– Послушай, – спросил Том, – ты хоть кого-нибудь из них ухлопал?
Я промолчал. Том принялся расписывать, как он подстрелил с начала августа шестерых. Он определенно не отдавал себе отчета в сложившемся положении, и я прекрасно видел, что он этого не хочет. Да и сам я покуда толком не осознавал случившегося, однако я уже думал о том, больно ли умирать, и чувствовал, как град жгучих пуль проходит сквозь мое тело. И все же эти ощущения явно не касались сути. Но тут я мог не волноваться: для ее уяснения впереди была целая ночь. И вдруг Том замолчал. Я искоса взглянул на него и увидел, что и он посерел. Он был жалок, и я подумал: «Ну вот, начинается!» А ночь подступала, тусклый свет сочился сквозь отдушины, через люк, растекался на куче угольной пыли, застывал бесформенными пятнами на полу. Над люком я заприметил звезду: ночь была морозной и ясной.
Дверь отворилась, в подвал вошли два охранника.
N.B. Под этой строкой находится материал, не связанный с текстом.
//! Run configuration.
//!
//! Every default below is the value a plain `finetune` invocation trains
//! with. A TOML file may override individual fields of `data`, `model` and
//! `output`, or replace a whole phase section.

use crate::types::ImageDimensions;
use crate::{Error, Result};
use serde::{Deserialize, Serialize};
use std::path::{Path, PathBuf};

/// Name stem shared by checkpoints and the final artifacts
pub const MODEL_NAME: &str = "inception_v3";

/// Smallest input side the InceptionV3 backbone accepts
pub const MIN_IMAGE_SIDE: u32 = 75;

/// Layers in the InceptionV3 backbone graph, input layer included
pub const BACKBONE_LAYERS: usize = 311;

/// Number of optimizer steps in one pass: `floor(samples / batch_size)`.
pub fn steps_per_epoch(samples: usize, batch_size: usize) -> usize {
    if batch_size == 0 {
        return 0;
    }
    samples / batch_size
}

/// Top-level configuration for a two-phase run
#[derive(Debug, Clone, Serialize, Deserialize)]
#[serde(default)]
pub struct RunConfig {
    pub data: DataConfig,
    pub model: ModelConfig,
    /// Phase 1: head only
    pub warmup: PhaseConfig,
    /// Phase 2: top of the backbone unfrozen
    pub fine_tune: PhaseConfig,
    /// Batch size shared by both sources and phases
    pub batch_size: usize,
    pub output: OutputConfig,
}

impl Default for RunConfig {
    fn default() -> Self {
        Self {
            data: DataConfig::default(),
            model: ModelConfig::default(),
            warmup: PhaseConfig::warmup(),
            fine_tune: PhaseConfig::fine_tune(),
            batch_size: 32,
            output: OutputConfig::default(),
        }
    }
}

impl RunConfig {
    pub fn train_steps(&self) -> usize {
        steps_per_epoch(self.data.train_samples, self.batch_size)
    }

    pub fn validation_steps(&self) -> usize {
        steps_per_epoch(self.data.validation_samples, self.batch_size)
    }

    /// Checks every constraint the pipeline relies on.
    pub fn validate(&self) -> Result<()> {
        if self.batch_size == 0 {
            return Err(Error::Config("batch_size must be greater than 0".to_string()));
        }
        if self.train_steps() == 0 {
            return Err(Error::Config(format!(
                "train_samples ({}) is smaller than batch_size ({}): zero steps per epoch",
                self.data.train_samples, self.batch_size
            )));
        }
        if self.validation_steps() == 0 {
            return Err(Error::Config(format!(
                "validation_samples ({}) is smaller than batch_size ({}): zero validation steps",
                self.data.validation_samples, self.batch_size
            )));
        }
        let dims = self.data.image_size;
        if dims.width < MIN_IMAGE_SIDE || dims.height < MIN_IMAGE_SIDE {
            return Err(Error::Config(format!(
                "image_size must be at least {MIN_IMAGE_SIDE}x{MIN_IMAGE_SIDE}, got {}x{}",
                dims.width, dims.height
            )));
        }
        if dims.channels != 3 {
            return Err(Error::Config(format!(
                "image_size.channels must be 3 (RGB), got {}",
                dims.channels
            )));
        }
        self.data.augmentation.validate()?;
        self.warmup.validate("warmup")?;
        self.fine_tune.validate("fine_tune")?;
        if self.model.head_units == 0 {
            return Err(Error::Config("model.head_units must be greater than 0".to_string()));
        }
        if self.model.fine_tune_boundary >= BACKBONE_LAYERS {
            return Err(Error::Config(format!(
                "model.fine_tune_boundary must be below {BACKBONE_LAYERS}, got {}",
                self.model.fine_tune_boundary
            )));
        }
        Ok(())
    }
}

/// Dataset locations and loading parameters
#[derive(Debug, Clone, Serialize, Deserialize)]
#[serde(default)]
pub struct DataConfig {
    /// `train_dir/<class>/<images>`
    pub train_dir: PathBuf,
    /// `validation_dir/<class>/<images>`
    pub validation_dir: PathBuf,
    pub image_size: ImageDimensions,
    /// Sample counts used to derive steps per epoch
    pub train_samples: usize,
    pub validation_samples: usize,
    /// Shuffle and augmentation seed
    pub seed: u64,
    pub pixel_scaling: PixelScaling,
    /// Applied to the training source only
    pub augmentation: AugmentationConfig,
}

impl Default for DataConfig {
    fn default() -> Self {
        Self {
            train_dir: PathBuf::from("data/train"),
            validation_dir: PathBuf::from("data/validation"),
            image_size: ImageDimensions::inception(),
            train_samples: 3064,
            validation_samples: 400,
            seed: 123,
            pixel_scaling: PixelScaling::default(),
            augmentation: AugmentationConfig::default(),
        }
    }
}

/// How 8-bit pixel values are mapped to network inputs
#[derive(Debug, Clone, Copy, Default, Serialize, Deserialize, PartialEq, Eq)]
#[serde(rename_all = "snake_case")]
pub enum PixelScaling {
    /// `x / 127.5 - 1`, the range InceptionV3 was trained on
    #[default]
    Inception,
    /// `x / 255`
    Unit,
    /// Unscaled 0..=255 values
    Raw,
}

impl PixelScaling {
    pub fn apply(&self, value: u8) -> f32 {
        let v = value as f32;
        match self {
            PixelScaling::Inception => v / 127.5 - 1.0,
            PixelScaling::Unit => v / 255.0,
            PixelScaling::Raw => v,
        }
    }
}

/// Data augmentation configuration
#[derive(Debug, Clone, Serialize, Deserialize, PartialEq)]
#[serde(default)]
pub struct AugmentationConfig {
    /// Random rotation range in degrees
    pub rotation_range: f32,
    /// Horizontal shift as a fraction of the width
    pub width_shift_range: f32,
    /// Vertical shift as a fraction of the height
    pub height_shift_range: f32,
    /// Random horizontal flip with probability 0.5
    pub horizontal_flip: bool,
    /// Random vertical flip with probability 0.5
    pub vertical_flip: bool,
}

impl Default for AugmentationConfig {
    fn default() -> Self {
        Self {
            rotation_range: 20.0,
            width_shift_range: 0.2,
            height_shift_range: 0.2,
            horizontal_flip: true,
            vertical_flip: false,
        }
    }
}

impl AugmentationConfig {
    /// No augmentation at all
    pub fn disabled() -> Self {
        Self {
            rotation_range: 0.0,
            width_shift_range: 0.0,
            height_shift_range: 0.0,
            horizontal_flip: false,
            vertical_flip: false,
        }
    }

    pub fn is_identity(&self) -> bool {
        self.rotation_range == 0.0
            && self.width_shift_range == 0.0
            && self.height_shift_range == 0.0
            && !self.horizontal_flip
            && !self.vertical_flip
    }

    pub fn validate(&self) -> Result<()> {
        if !(0.0..=180.0).contains(&self.rotation_range) {
            return Err(Error::Config(format!(
                "rotation_range must be within [0, 180] degrees, got {}",
                self.rotation_range
            )));
        }
        for (name, value) in [
            ("width_shift_range", self.width_shift_range),
            ("height_shift_range", self.height_shift_range),
        ] {
            if !(0.0..=1.0).contains(&value) {
                return Err(Error::Config(format!(
                    "{name} must be within [0, 1], got {value}"
                )));
            }
        }
        Ok(())
    }
}

/// Model assembly parameters
#[derive(Debug, Clone, Serialize, Deserialize)]
#[serde(default)]
pub struct ModelConfig {
    /// Burn record holding the ImageNet backbone weights (without `.mpk`).
    /// `None` starts the backbone from random initialization.
    pub pretrained_weights: Option<PathBuf>,
    /// Units of the hidden dense layer in the head
    pub head_units: usize,
    /// First layer index left trainable in phase 2
    pub fine_tune_boundary: usize,
}

impl Default for ModelConfig {
    fn default() -> Self {
        Self {
            pretrained_weights: Some(PathBuf::from("weights/inception_v3_imagenet")),
            head_units: 1024,
            fine_tune_boundary: 249,
        }
    }
}

/// Optimizer and its hyperparameters
#[derive(Debug, Clone, Copy, Serialize, Deserialize, PartialEq)]
#[serde(tag = "type", rename_all = "lowercase")]
pub enum OptimizerConfig {
    /// RMSprop with a fixed learning rate
    RmsProp {
        learning_rate: f64,
        rho: f32,
        epsilon: f32,
    },
    /// SGD with momentum and inverse-time learning-rate decay
    Sgd {
        learning_rate: f64,
        momentum: f64,
        decay: f64,
    },
}

impl OptimizerConfig {
    pub fn learning_rate(&self) -> f64 {
        match self {
            OptimizerConfig::RmsProp { learning_rate, .. } => *learning_rate,
            OptimizerConfig::Sgd { learning_rate, .. } => *learning_rate,
        }
    }

    /// Per-step decay factor, zero for a constant rate
    pub fn decay(&self) -> f64 {
        match self {
            OptimizerConfig::RmsProp { .. } => 0.0,
            OptimizerConfig::Sgd { decay, .. } => *decay,
        }
    }
}

impl std::fmt::Display for OptimizerConfig {
    fn fmt(&self, f: &mut std::fmt::Formatter<'_>) -> std::fmt::Result {
        match self {
            OptimizerConfig::RmsProp { learning_rate, .. } => {
                write!(f, "rmsprop(lr={learning_rate})")
            }
            OptimizerConfig::Sgd {
                learning_rate,
                momentum,
                decay,
            } => write!(f, "sgd(lr={learning_rate}, momentum={momentum}, decay={decay})"),
        }
    }
}

/// Hyperparameters and callbacks of one training phase.
///
/// A phase section in a TOML file must be complete; only whole sections fall
/// back to their defaults.
#[derive(Debug, Clone, Serialize, Deserialize)]
pub struct PhaseConfig {
    /// Maximum number of epochs
    pub epochs: usize,
    pub optimizer: OptimizerConfig,
    /// Stop after this many epochs without a lower validation loss
    pub early_stopping_patience: Option<usize>,
    /// Save weights whenever validation accuracy reaches a new best
    pub checkpoint_best: bool,
    /// Append epoch metrics to the semicolon CSV log
    pub csv_log: bool,
}

impl PhaseConfig {
    pub fn warmup() -> Self {
        Self {
            epochs: 20,
            optimizer: OptimizerConfig::RmsProp {
                learning_rate: 0.001,
                rho: 0.9,
                epsilon: 1e-7,
            },
            early_stopping_patience: None,
            checkpoint_best: false,
            csv_log: false,
        }
    }

    pub fn fine_tune() -> Self {
        Self {
            epochs: 40,
            optimizer: OptimizerConfig::Sgd {
                learning_rate: 0.0001,
                momentum: 0.9,
                decay: 1e-5,
            },
            early_stopping_patience: Some(10),
            checkpoint_best: true,
            csv_log: true,
        }
    }

    fn validate(&self, name: &str) -> Result<()> {
        if self.epochs == 0 {
            return Err(Error::Config(format!("{name}.epochs must be greater than 0")));
        }
        let lr = self.optimizer.learning_rate();
        if !(lr > 0.0 && lr.is_finite()) {
            return Err(Error::Config(format!(
                "{name}.optimizer learning_rate must be positive, got {lr}"
            )));
        }
        if self.optimizer.decay() < 0.0 {
            return Err(Error::Config(format!("{name}.optimizer decay must not be negative")));
        }
        if self.early_stopping_patience == Some(0) {
            return Err(Error::Config(format!(
                "{name}.early_stopping_patience must be at least 1"
            )));
        }
        Ok(())
    }
}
За ними – белокурый человек в бельгийской военной форме. Поздоровавшись с нами, он произнес:
– Я врач. В этих прискорбных обстоятельствах я побуду с вами.
Голос у него был приятный, интеллигентный. Я спросил у него:
– А, собственно, зачем?
– Я весь к вашим услугам. Постараюсь сделать все от меня зависящее, чтобы облегчить вам последние часы.
– Но почему вы пришли к нам? В госпитале полно других.
– Меня послали именно сюда, – ответил он неопределенно. И тут же торопливо добавил: – Хотите покурить? У меня есть сигареты и даже сигары.
Он протянул нам английские сигареты и гаванские сигары, мы отказались. Я пристально посмотрел на него, он явно смутился. Я сказал ему:
– Вы явились сюда отнюдь не из милосердия. Я вас узнал. В тот день, когда меня взяли, я видел вас во дворе казармы. Вы были с фалангистами.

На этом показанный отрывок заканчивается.